THE TASK:
The required result is each line of the entries below containing the string "ramp".

------ DATA SECTION ------

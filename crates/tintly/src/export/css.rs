//! CSS variable sheet generator (shadcn/ui `globals.css` shape).
//!
//! Both modes are driven by fixed lookup tables. The dark table does not
//! mirror the light one: background, card, popover, border and input all
//! borrow steps of the `secondary` ramp rather than their own roles. The
//! generated sheets are consumed as-is downstream, so the tables are kept
//! exactly as published even though the borrowing looks accidental.

use crate::color::hex_to_hsl;
use crate::tokens::{default_theme, ColorTokens, Theme};

/// Where a CSS variable takes its color from.
#[derive(Debug, Clone, Copy, PartialEq, Eq)]
enum Source {
    /// A flat color role.
    Flat(&'static str),
    /// One entry of a ramp role.
    Step(&'static str, &'static str),
}

impl Source {
    fn resolve(self, colors: &ColorTokens) -> Option<&str> {
        match self {
            Source::Flat(role) => colors.flat(role),
            Source::Step(role, key) => colors.step(role, key),
        }
    }
}

use self::Source::{Flat, Step};

const LIGHT_VARIABLES: [(&str, Source); 19] = [
    ("background", Flat("background")),
    ("foreground", Flat("foreground")),
    ("card", Flat("card")),
    ("card-foreground", Flat("card-foreground")),
    ("popover", Flat("popover")),
    ("popover-foreground", Flat("popover-foreground")),
    ("primary", Step("primary", "500")),
    ("primary-foreground", Step("primary", "foreground")),
    ("secondary", Step("secondary", "500")),
    ("secondary-foreground", Step("secondary", "foreground")),
    ("muted", Step("muted", "100")),
    ("muted-foreground", Step("muted", "foreground")),
    ("accent", Step("accent", "500")),
    ("accent-foreground", Step("accent", "foreground")),
    ("destructive", Flat("destructive")),
    ("destructive-foreground", Flat("destructive-foreground")),
    ("border", Flat("border")),
    ("input", Flat("input")),
    ("ring", Flat("ring")),
];

const DARK_VARIABLES: [(&str, Source); 19] = [
    ("background", Step("secondary", "900")),
    ("foreground", Step("secondary", "50")),
    ("card", Step("secondary", "900")),
    ("card-foreground", Step("secondary", "50")),
    ("popover", Step("secondary", "900")),
    ("popover-foreground", Step("secondary", "50")),
    ("primary", Step("primary", "400")),
    ("primary-foreground", Step("primary", "900")),
    ("secondary", Step("secondary", "800")),
    ("secondary-foreground", Step("secondary", "50")),
    ("muted", Step("secondary", "800")),
    ("muted-foreground", Step("secondary", "400")),
    ("accent", Step("accent", "400")),
    ("accent-foreground", Step("accent", "900")),
    ("destructive", Flat("destructive")),
    ("destructive-foreground", Flat("destructive-foreground")),
    ("border", Step("secondary", "800")),
    ("input", Step("secondary", "800")),
    ("ring", Step("primary", "400")),
];

const UTILITY_LAYER: &str = "@layer base {
  * {
    @apply border-border;
  }
  body {
    @apply bg-background text-foreground;
  }
}";

/// Renders the light (`:root`) and dark (`.dark`) variable blocks followed
/// by the base utility layer.
///
/// Every color is written as an `H S% L%` triple; colors the theme does not
/// define come out as `0 0% 0%`. `--radius` is the theme's `radius.md`,
/// falling back to the default template's value.
pub fn css_variables(theme: &Theme) -> String {
    let colors = &theme.colors;
    let radius = theme
        .radius
        .get("md")
        .or_else(|| default_theme().radius.get("md"))
        .map(String::as_str)
        .unwrap_or_default();

    let mut css = String::from("@layer base {\n  :root {\n    /* Colors */\n");
    css.push_str(&declarations(&LIGHT_VARIABLES, colors));
    css.push_str("\n    /* Border Radius */\n");
    css.push_str(&format!("    --radius: {};\n  }}\n\n  .dark {{\n", radius));
    css.push_str(&declarations(&DARK_VARIABLES, colors));
    css.push_str("  }\n}\n\n");
    css.push_str(UTILITY_LAYER);
    css
}

fn declarations(table: &[(&str, Source)], colors: &ColorTokens) -> String {
    table
        .iter()
        .map(|(name, source)| {
            format!("    --{}: {};\n", name, hex_to_hsl(source.resolve(colors)))
        })
        .collect()
}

------

TASK RESULT:
//! borrow steps of the `secondary` ramp rather than their own roles. The
    /// One entry of a ramp role.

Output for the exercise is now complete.